Unofficial results from Solana Beach’s special election Tuesday, May 7, show voters possibly defeating a measure aimed at allowing a senior-care residential development on a property bordering the east side of Interstate 5.
The count released by the San Diego County Registrar of Voters on Tuesday night show 1,577 — 51.8 percent— of ballots cast opposed the measure, while 1,468 — 48.2 percent — were in favor.
However, the fate of the ballot question labeled Measure B remains undecided because more votes are expected to land at the registrar’s office over the next couple of days that were postmarked by Tuesday.
Measure B asked voters if they wanted to alter the city’s general plan to accommodate a senior-care apartment development with a maximum of 99 beds on a 3-acre property on Genevieve Street.
The general plan, which is the city’s master land-use guide, now limits development of the site to single-family homes on minimum 1/2-acre lots.
If Measure B passes, the project proposed by RhodesMoore LLC would still require City Council approval.

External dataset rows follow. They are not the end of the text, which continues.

impl NetworkSummary {
    /// Summarizes `entries` against `topology` at `now`.
    #[must_use]
    #[allow(clippy::cast_precision_loss)]
    pub fn compute(entries: &[LeaderboardEntry], topology: &[NodeInfo], now: DateTime<Utc>) -> Self {
        let total = entries.len();
        let connected = entries.iter().filter(|e| e.mesh_connected).count();
        let health = if connected as f64 > total as f64 * 0.8 {
            MeshHealth::Excellent
        } else if connected as f64 > total as f64 * 0.5 {
            MeshHealth::Good
        } else {
            MeshHealth::Fair
        };
        Self {
            total_nodes: topology.len(),
            online_nodes: topology
                .iter()
                .filter(|node| node.is_online(now, NodeInfo::ONLINE_WINDOW))
                .count(),
            total_participants: total,
            connected_participants: connected,
            connectivity_rate: if total == 0 {
                0.0
            } else {
                connected as f64 / total as f64 * 100.0
            },
            total_hash_rate: entries.iter().map(|e| e.hash_rate).sum(),
            health,
        }
    }
}

/// Participant left out of a report, with the reason.
#[derive(Debug, Clone, Serialize, Deserialize, PartialEq, Eq)]
pub struct DegradedParticipant {
    /// Identity that was skipped.
    pub identity: String,
    /// Why it was skipped.
    pub reason: String,
}

/// Result of one fusion pass.
#[derive(Debug, Clone, Serialize, Deserialize, PartialEq)]
pub struct FusionReport {
    /// When the pass finished.
    pub generated_at: DateTime<Utc>,
    /// Pool statistics, absent when the pool call failed.
    pub pool: Option<PoolSnapshot>,
    /// Ranked participants.
    pub entries: Vec<LeaderboardEntry>,
    /// Participants omitted because their telemetry was unusable.
    pub degraded: Vec<DegradedParticipant>,
    /// Whether the mesh topology was reachable.
    pub mesh_available: bool,
    /// Network overview.
    pub summary: NetworkSummary,
}

impl FusionReport {
    /// Sum of pending earnings across ranked participants.
    #[must_use]
    pub fn total_earned(&self) -> f64 {
        self.entries.iter().map(|e| e.earned_amount).sum()
    }

    /// Whether anything was skipped or unreachable.
    #[must_use]
    pub fn is_degraded(&self) -> bool {
        self.pool.is_none() || !self.mesh_available || !self.degraded.is_empty()
    }
}

/// Joins mining and mesh telemetry into a ranked leaderboard.
#[derive(Clone)]
pub struct LeaderboardFusion {
    mining: Arc<dyn MiningTelemetry>,
    mesh: Arc<dyn MeshTelemetry>,
    identities: Vec<String>,
    mesh_mapping: BTreeMap<String, String>,
    config: FusionConfig,
}

impl fmt::Debug for LeaderboardFusion {
    fn fmt(&self, f: &mut fmt::Formatter<'_>) -> fmt::Result {
        f.debug_struct("LeaderboardFusion")
            .field("identities", &self.identities)
            .field("mesh_mapping", &self.mesh_mapping)
            .field("config", &self.config)
            .finish_non_exhaustive()
    }
}

impl LeaderboardFusion {
    /// Creates a fusion over the given sources. Identities are deduplicated.
    pub fn new(
        mining: Arc<dyn MiningTelemetry>,
        mesh: Arc<dyn MeshTelemetry>,
        identities: impl IntoIterator<Item = String>,
        mesh_mapping: BTreeMap<String, String>,
        config: FusionConfig,
    ) -> Result<Self, FusionError> {
        config.validate()?;
        let identities: BTreeSet<String> = identities.into_iter().collect();
        Ok(Self {
            mining,
            mesh,
            identities: identities.into_iter().collect(),
            mesh_mapping,
            config,
        })
    }

    /// Active policy.
    #[must_use]
    pub const fn config(&self) -> &FusionConfig {
        &self.config
    }

    async fn bounded<T, F>(&self, target: &str, call: F) -> Result<T, FeedError>
    where
        F: std::future::Future<Output = Result<T, FeedError>>,
    {
        tokio::time::timeout(self.config.fetch_timeout, call)
            .await
            .unwrap_or_else(|_| {
                Err(FeedError::Timeout {
                    target: target.to_string(),
                    elapsed: self.config.fetch_timeout,
                })
            })
    }

    /// Runs one fusion pass. Never fails: unreachable sources degrade the
    /// report instead.
    #[instrument(skip(self), fields(participants = self.identities.len()))]
    pub async fn fuse(&self) -> FusionReport {
        let pool_call = self.bounded("pool statistics", self.mining.fetch_pool_stats());
        let mesh_call = self.bounded("mesh topology", self.mesh.fetch_mesh_topology());
        let participant_calls = join_all(self.identities.iter().map(|identity| async move {
            let telemetry = self
                .bounded(identity, self.mining.fetch_participant(identity))
                .await;
            (identity.clone(), telemetry)
        }));
        let (pool, topology, participants) =
            futures::future::join3(pool_call, mesh_call, participant_calls).await;

        let pool = pool
            .map_err(|err| warn!(error = %err, "pool statistics unavailable"))
            .ok();
        let (topology, mesh_available) = match topology {
            Ok(nodes) => (nodes, true),
            Err(err) => {
                warn!(error = %err, "mesh topology unavailable; ranking everyone as disconnected");
                (Vec::new(), false)
            }
        };
        let nodes: BTreeMap<&str, &NodeInfo> = topology
            .iter()
            .map(|node| (node.node_id.as_str(), node))
            .collect();

        let mut records = Vec::with_capacity(participants.len());
        let mut degraded = Vec::new();
        for (identity, telemetry) in participants {
            match telemetry.map_err(|err| err.to_string()).and_then(|t| {
                let record = self.join(&t, &nodes);
                record.validate().map_err(|err| err.to_string())?;
                Ok(record)
            }) {
                Ok(record) => records.push(record),
                Err(reason) => {
                    warn!(%identity, %reason, "participant omitted from leaderboard");
                    degraded.push(DegradedParticipant { identity, reason });
                }
            }
        }

        let entries = rank(&records, self.config.connectivity_bonus);
        let now = Utc::now();
        let summary = NetworkSummary::compute(&entries, &topology, now);
        debug!(
            ranked = entries.len(),
            degraded = degraded.len(),
            health = %summary.health,
            "leaderboard fused"
        );
        FusionReport {
            generated_at: now,
            pool,
            entries,
            degraded,
            mesh_available,
            summary,
        }
    }

    fn join(&self, telemetry: &ParticipantTelemetry, nodes: &BTreeMap<&str, &NodeInfo>) -> ParticipantRecord {
        let record = ParticipantRecord::new(
            telemetry.identity.clone(),
            telemetry.hash_rate,
            telemetry.amount_due,
        );
        match self
            .mesh_mapping
            .get(&telemetry.identity)
            .and_then(|node_id| nodes.get(node_id.as_str()))
        {
            Some(node) => record.on_node(node),
            None => record,
        }
    }
}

RhodesMoore Principal John DeWald said through spokeswoman Lisa Margolin that he would not comment on the election results until all the votes were counted.
The development plan generated vocal opposition primarily from residents who lived near the vacant site targeted for the project.
“We certainly aren’t claiming victory but we are pleased with the unofficial results so far,” said David Roper, president of the Marine View Homeowners Association. “I think it speaks to the fact that this wasn’t right for Solana Beach at the end of the day.”
The association represents homeowners who live in a neighborhood across Marine View Drive from the Genevieve Street property.
Among the opponents’ concerns are that Measure B would open the door to a project with far greater density than the adjacent neighborhood; would put too much traffic on Marine View, much of which is narrow and winding; and would subject the development’s senior residents to noise and pollution from the freeway.
“Our position has always been that it’s a nice idea, it’s just the wrong place,” Roper said.
RhodesMoore’s plan envisions a 77,000-square-foot structure offering 87 apartments with room for 93 beds, plus a fitness center, library, dining room, bar, gardens and other features.
The proponents contend the facility would fill a need for senior-care residences in the area.
RhodesMoore has been working for about eight years on the concept of installing an assisted living and memory care facility on the site.
At the suggestion of city officials,, the company decided to create a specific plan, which details what would be built and where, and to seek voter approval of the general plan change, based on a proposition passed by residents in November 2000.
The proposition requires that changes to the general plan allowing for more intensive uses must be put to a public vote.
Tuesday’s election, which was conducted by mail-ballot and paid for by the developer, was the first one held under the proposition since its passage nearly 20 years ago.
The inactivity probably stems from the fact that the city of about 14,000 inhabitants is almost entirely built out.
The ballots tallied by the registrar through Tuesday came from a little more than 33 percent of the city’s 9,120 registered voters.
Ballots not received by Tuesday but postmarked by that date will be accepted through Friday, Paes said.
There are some additional outstanding ballots on which the registrar’s office is seeking clarification because signatures on the submissions were lacking or did not match those on file with the registrar, she said.
The office has until June 6 to certify the final results as official, but Paes expects the certification to happen sooner because of the election’s small size.
The Solana Beach City Council is scheduled to ratify the results June 12.